One of the things that strikes me about this passage is that the 144,000 have the name of Jesus and the Father’s name written upon their foreheads. What could this possibly mean and why can these people sing this song and not others. Are they particularly skilled in sight-reading music? Or is there something more to it?
Well I think perhaps one thing God might be teaching us through this passage is that these people are not afraid to sing a new song. They can sing a challenging and new piece of music because they have the name badge of Christ written upon their very skin.They know who they are – they are children of God, and are unafraid of being undermined by anyone else.
They can be courageous enough to sing a completely new song because the are released from the criticism and the expectation of others that they will conform to existing musical forms and can truly break new ground musically and artistically.
It reminds me of something that Martin Neary said the other year at the old choristers dinner.
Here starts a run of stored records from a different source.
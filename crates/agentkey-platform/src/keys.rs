use std::time::Duration;

use agentkey_common::PlatformError;
use enigo::{Direction, Enigo, Key, Keyboard, Settings};

/// Delay after a synthesized chord so the focused application and the OS
/// clipboard have time to react before we read or continue.
pub const CHORD_SETTLE: Duration = Duration::from_millis(100);

/// Synthesizes copy/paste chords at the current cursor focus.
///
/// An `Enigo` handle is created per call; on some platforms the handle is
/// not `Send` and the callers here live on the hotkey thread.
pub struct KeySynth;

impl KeySynth {
    /// Sends Ctrl+C (Cmd+C on macOS) and waits for the clipboard to settle.
    pub fn send_copy_chord() -> Result<(), PlatformError> {
        Self::send_chord('c')
    }

    /// Sends Ctrl+V (Cmd+V on macOS) at the current cursor focus.
    pub fn send_paste_chord() -> Result<(), PlatformError> {
        Self::send_chord('v')
    }

    fn send_chord(letter: char) -> Result<(), PlatformError> {
        let mut enigo = Enigo::new(&Settings::default())
            .map_err(|e| PlatformError::KeySynthError(e.to_string()))?;

        #[cfg(target_os = "macos")]
        let modifier = Key::Meta;
        #[cfg(not(target_os = "macos"))]
        let modifier = Key::Control;

        enigo
            .key(modifier, Direction::Press)
            .map_err(|e| PlatformError::KeySynthError(e.to_string()))?;
        let result = enigo
            .key(Key::Unicode(letter), Direction::Click)
            .map_err(|e| PlatformError::KeySynthError(e.to_string()));
        // Always release the modifier, even if the click failed.
        let _ = enigo.key(modifier, Direction::Release);
        result?;

        std::thread::sleep(CHORD_SETTLE);
        Ok(())
    }
}
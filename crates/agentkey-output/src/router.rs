//! Delivery mode dispatch.
//!
//! `handle` returns `true` only when the chosen side effect happened (or
//! its documented degraded form did); `false` means no delivery took
//! place. The router logs failures and never panics.

use std::fs;
use std::path::Path;
use std::time::Duration;

use tracing::{error, info, warn};

use agentkey_ai::AgentResult;
use agentkey_common::OutputMode;
use agentkey_platform::{Clipboard, KeySynth};

use crate::review::{ReviewDecision, ReviewHandler, ReviewRequest};

/// Extensions written as-is in file mode; anything else gets `.txt`
/// appended.
const SAFE_EXTENSIONS: [&str; 7] = [".txt", ".py", ".js", ".md", ".json", ".yaml", ".yml"];
const DEFAULT_FILENAME: &str = "output.txt";
/// Auto mode treats content above this many lines as file-worthy.
const AUTO_FILE_LINE_THRESHOLD: usize = 50;
/// Wait between clipboard write and synthesized paste.
const CLIPBOARD_SETTLE: Duration = Duration::from_millis(100);

/// Desktop side effects, separated out so the router is testable without
/// a real clipboard.
pub trait Desktop: Send {
    fn set_clipboard(&mut self, text: &str) -> bool;
    fn paste_at_cursor(&mut self) -> bool;
}

/// Real clipboard and key synthesis.
pub struct SystemDesktop;

impl Desktop for SystemDesktop {
    fn set_clipboard(&mut self, text: &str) -> bool {
        let result = match Clipboard::new() {
            Ok(mut clipboard) => clipboard.set_text(text),
            Err(e) => Err(e),
        };
        match result {
            Ok(()) => true,
            Err(e) => {
                error!("clipboard write failed: {e}");
                false
            }
        }
    }

    fn paste_at_cursor(&mut self) -> bool {
        match KeySynth::send_paste_chord() {
            Ok(()) => true,
            Err(e) => {
                warn!("paste synthesis failed: {e}");
                false
            }
        }
    }
}

pub struct OutputRouter {
    desktop: Box<dyn Desktop>,
    review: Option<Box<dyn ReviewHandler>>,
}

impl OutputRouter {
    pub fn new(review: Option<Box<dyn ReviewHandler>>) -> Self {
        Self::with_desktop(Box::new(SystemDesktop), review)
    }

    pub fn with_desktop(
        desktop: Box<dyn Desktop>,
        review: Option<Box<dyn ReviewHandler>>,
    ) -> Self {
        Self { desktop, review }
    }

    /// Deliver `result` through its mode. `context_folder` scopes file
    /// writes; without it, file deliveries fall back to the clipboard.
    pub fn handle(&mut self, result: &AgentResult, context_folder: Option<&str>) -> bool {
        info!("handling output with mode: {}", result.output_mode.as_str());

        match result.output_mode {
            OutputMode::Auto => self.handle_auto(result, context_folder),
            OutputMode::ClipboardPure => self.clipboard_pure(result),
            OutputMode::ClipboardRich => self.clipboard_rich(result),
            OutputMode::File => self.to_file(
                result.pure_content(),
                result.suggested_filename.as_deref(),
                context_folder,
            ),
            OutputMode::PasteAtCursor => self.paste_at_cursor(result),
            OutputMode::InteractiveEditor => self.interactive(result, context_folder),
        }
    }

    /// Infer a concrete mode from content shape. Priority: suggested
    /// filename with a folder, then sheer size with a folder, then a
    /// reasoning trace, then plain clipboard.
    fn handle_auto(&mut self, result: &AgentResult, context_folder: Option<&str>) -> bool {
        let line_count = result.content.matches('\n').count();

        if result.suggested_filename.is_some() && context_folder.is_some() {
            info!("auto: filename and folder present, using file mode");
            return self.to_file(
                result.pure_content(),
                result.suggested_filename.as_deref(),
                context_folder,
            );
        }

        if line_count > AUTO_FILE_LINE_THRESHOLD && context_folder.is_some() {
            info!("auto: large content ({line_count} lines), using file mode");
            return self.to_file(
                result.pure_content(),
                result.suggested_filename.as_deref().or(Some(DEFAULT_FILENAME)),
                context_folder,
            );
        }

        if result.reasoning_trace.is_some() {
            info!("auto: reasoning trace present, using rich clipboard");
            return self.clipboard_rich(result);
        }

        info!("auto: using pure clipboard");
        self.clipboard_pure(result)
    }

    fn clipboard_pure(&mut self, result: &AgentResult) -> bool {
        self.desktop.set_clipboard(result.pure_content())
    }

    fn clipboard_rich(&mut self, result: &AgentResult) -> bool {
        self.desktop.set_clipboard(&result.rich_content())
    }

    fn to_file(
        &mut self,
        content: &str,
        suggested: Option<&str>,
        context_folder: Option<&str>,
    ) -> bool {
        let Some(folder) = context_folder else {
            warn!("no context folder for file mode, falling back to clipboard");
            return self.desktop.set_clipboard(content);
        };

        let filename = normalize_filename(suggested.unwrap_or(DEFAULT_FILENAME));
        let path = Path::new(folder).join(&filename);

        if let Some(parent) = path.parent() {
            if let Err(e) = fs::create_dir_all(parent) {
                error!("cannot create {}: {e}", parent.display());
                return false;
            }
        }
        if let Err(e) = fs::write(&path, content) {
            error!("cannot write {}: {e}", path.display());
            return false;
        }
        info!("saved to file: {}", path.display());

        // dual delivery: the file content also lands on the clipboard
        self.desktop.set_clipboard(content);
        true
    }

    fn paste_at_cursor(&mut self, result: &AgentResult) -> bool {
        if !self.desktop.set_clipboard(result.pure_content()) {
            return false;
        }
        std::thread::sleep(CLIPBOARD_SETTLE);
        if !self.desktop.paste_at_cursor() {
            // degraded success: content is recoverable by manual paste
            warn!("paste step failed; content remains on the clipboard");
        }
        true
    }

    fn interactive(&mut self, result: &AgentResult, context_folder: Option<&str>) -> bool {
        let Some(review) = self.review.as_ref() else {
            warn!("no review surface configured, falling back to pure clipboard");
            return self.clipboard_pure(result);
        };

        match review.review(ReviewRequest::from_result(result, context_folder)) {
            ReviewDecision::Cancel => {
                info!("review cancelled; nothing delivered");
                false
            }
            ReviewDecision::Clipboard(content) => self.desktop.set_clipboard(&content),
            ReviewDecision::File { content, filename } => {
                self.to_file(&content, filename.as_deref(), context_folder)
            }
        }
    }
}

/// Keep a known-safe extension, append `.txt` to anything else.
fn normalize_filename(name: &str) -> String {
    if SAFE_EXTENSIONS.iter().any(|ext| name.ends_with(ext)) {
        name.to_string()
    } else {
        format!("{name}.txt")
    }
}
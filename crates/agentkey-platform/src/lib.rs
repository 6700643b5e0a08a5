//! OS seams: clipboard, synthetic key chords, screen capture, foreground
//! window queries, and temp artifact bookkeeping.
//!
//! Everything here converts platform failures into [`PlatformError`]; the
//! capture strategies above turn those into "unavailable" rather than
//! letting them propagate.

pub mod clipboard;
pub mod keys;
pub mod paths;
pub mod screen;
pub mod window;

pub use clipboard::Clipboard;
pub use keys::KeySynth;
pub use screen::Screen;
pub use window::{foreground_window, ForegroundWindow};
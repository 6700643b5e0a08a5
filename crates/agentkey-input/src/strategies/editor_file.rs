use std::fs;
use std::path::{Path, PathBuf};

use agentkey_platform::window;
use walkdir::WalkDir;

use crate::content::{InputContent, InputKind};
use crate::strategy::CaptureStrategy;

const EDITOR_NAME: &str = "Visual Studio Code";
const EDITOR_TITLE_SUFFIX: &str = " - Visual Studio Code";
const REMOTE_MARKERS: [&str; 4] = ["[SSH]", "[SSH:", "[WSL", "DEVCONTAINER"];
const SEARCH_DEPTH_LIMIT: usize = 5;

/// Reads the file open in the foreground editor window.
///
/// The file name is parsed out of the window title, so only saved, local
/// buffers qualify: unsaved ("Untitled-") and remote-session titles are
/// rejected rather than guessed at.
pub struct EditorActiveFileStrategy {
    search_root: PathBuf,
}

impl EditorActiveFileStrategy {
    pub fn new() -> Self {
        Self {
            search_root: std::env::current_dir().unwrap_or_else(|_| PathBuf::from(".")),
        }
    }

    pub fn with_search_root(search_root: PathBuf) -> Self {
        Self { search_root }
    }

    fn foreground_editor_file(&self) -> Option<String> {
        let win = window::foreground_window().ok()?;
        if !win.title.contains(EDITOR_NAME) {
            tracing::debug!("foreground window is not the editor: {}", win.title);
            return None;
        }
        parse_editor_title(&win.title)
    }
}

impl Default for EditorActiveFileStrategy {
    fn default() -> Self {
        Self::new()
    }
}

impl CaptureStrategy for EditorActiveFileStrategy {
    fn kind(&self) -> InputKind {
        InputKind::EditorActiveFile
    }

    fn is_available(&mut self) -> bool {
        self.foreground_editor_file().is_some()
    }

    fn capture(&mut self) -> Option<InputContent> {
        let file_name = self.foreground_editor_file()?;
        let path = resolve_file(&file_name, &self.search_root)?;
        let (content, encoding) = read_text_guarded(&path)?;

        tracing::info!(
            "read active editor file: {} ({} lines, {encoding})",
            path.display(),
            content.lines().count()
        );
        Some(
            InputContent::new(InputKind::EditorActiveFile)
                .with_meta("file_name", &file_name)
                .with_meta("encoding", encoding)
                .with_meta("line_count", content.lines().count())
                .with_file_path(path)
                .with_text(content),
        )
    }
}

/// Extracts a candidate file name from an editor window title.
///
/// Titles look like `name.ext - folder - Visual Studio Code` or
/// `name.ext - Visual Studio Code`; a leading dirty marker (`● `) is
/// tolerated. Returns `None` for unsaved or remote-session buffers.
pub fn parse_editor_title(title: &str) -> Option<String> {
    let title = title.trim_start_matches('●').trim();

    if title.starts_with("Untitled-") {
        tracing::debug!("unsaved editor buffer rejected");
        return None;
    }
    if REMOTE_MARKERS.iter().any(|m| title.contains(m)) {
        tracing::debug!("remote-session editor title rejected");
        return None;
    }

    let stripped = title.strip_suffix(EDITOR_TITLE_SUFFIX)?;
    let first = stripped.split(" - ").next()?.trim();
    if first.is_empty() {
        return None;
    }
    Some(first.to_string())
}

/// Resolves a bare file name to an absolute path: the literal path first,
/// then a breadth-limited walk (depth ≤ 5) from `root`.
pub fn resolve_file(file_name: &str, root: &Path) -> Option<PathBuf> {
    let literal = Path::new(file_name);
    if literal.is_file() {
        return fs::canonicalize(literal).ok().or(Some(literal.to_path_buf()));
    }

    for entry in WalkDir::new(root)
        .max_depth(SEARCH_DEPTH_LIMIT)
        .into_iter()
        .filter_map(|e| e.ok())
    {
        if entry.file_type().is_file() && entry.file_name().to_string_lossy() == file_name {
            return Some(entry.into_path());
        }
    }
    tracing::debug!("file not found under {}: {file_name}", root.display());
    None
}

/// Reads a file trying utf-8, then utf-16 (either BOM), then latin-1, and
/// rejects anything containing a NUL byte as binary.
pub fn read_text_guarded(path: &Path) -> Option<(String, &'static str)> {
    let bytes = fs::read(path).ok()?;

    let decoded = if let Ok(text) = std::str::from_utf8(&bytes) {
        Some((text.to_string(), "utf-8"))
    } else if let Some(text) = decode_utf16(&bytes) {
        Some((text, "utf-16"))
    } else {
        // latin-1: every byte maps to the code point of the same value.
        Some((bytes.iter().map(|&b| b as char).collect(), "latin-1"))
    };

    let (text, encoding) = decoded?;
    if text.contains('\u{0}') {
        tracing::debug!("binary file rejected: {}", path.display());
        return None;
    }
    Some((text, encoding))
}

fn decode_utf16(bytes: &[u8]) -> Option<String> {
    if bytes.len() < 2 || bytes.len() % 2 != 0 {
        return None;
    }
    let units: Vec<u16> = match (bytes[0], bytes[1]) {
        (0xff, 0xfe) => bytes[2..]
            .chunks_exact(2)
            .map(|c| u16::from_le_bytes([c[0], c[1]]))
            .collect(),
        (0xfe, 0xff) => bytes[2..]
            .chunks_exact(2)
            .map(|c| u16::from_be_bytes([c[0], c[1]]))
            .collect(),
        _ => return None,
    };
    String::from_utf16(&units).ok()
}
I often wondered how Winchester, which at first sight seemed a very traditional cathedral, had such wonderful modern music in the repertoire; Tavener and Part and Dove. Martin Neary said he was young and noone told him it couldn’t be done, so he just did it, and our current director of music, Andrew Lumsden has continued that wonderful work of innovation, finding pieces such as Twist’s “how shall we sing the lord’s song in a strange land?”
I believe that one of the wickedest things one human being can do to another human soul is to crush their creativity and stifle their new song and this is what happened to Hildegard of Bingen. Abbess Hildegard was a 12th century nun and mystic. She had visions, composed florid plainchant which has made its way into a number of modern compositions. The best known is “O Euchari” and she even wrote medical and scientific books. Yet one incident which happened at the end of her life I find heartbreaking.
A controversy happened because Hildegard’s community decided to bury a revolutionary youth in their cemetery who had been excommunicated by the archbishop. The church demanded that his body be dug up and laid in unconsecrated ground. However the nuns insisted that he had repented and that he had been restored to communion within the church before death.
Hildegard removed his grave marker so the soldiers could not find the body, so the Bishop of Mainz excommunicated the whole convent, but he did something far worse than that. He knew how to really hurt them, so he completely silenced them, forbidding them to sing. In her letter to the archbishop Hildegard lamented how by the interdiction the bishops had silenced the most wonderful music on the Rhine. The silence lasted a whole year before the song was restored to the community and Hildegard died soon after. What a wicked thing to do, to wound a community in the very centre of its artistic soul. But I think that Hildegard of Bingen had the last laugh, gaining two top 40 hits in the 1990s when O Euchari was sampled by two separate bands, Orbital and the Beloved. Her song lives on unlike his.
So, finally, let me encourage you all, and particularly the choristers, as it’s really hard at school and on the internet to hold your own against other people when they want to make you feel small about your artistic creations or about the fact that you are musical and sing in a choir. Don’t let your inner songs (or any other artforms) be crushed by how you feel about yourself or your talents or by the rudeness of others. For you too, are a child of God, which gives you the right to compose and sing a new song, or paint or sculpt or dance or craft. The songs you sing might not be to everyones taste, and you might not get to perform them in many places, maybe only in a drafty church at two in the morning. But they are yours and they are part of the promise and the inheritance of eternity for you.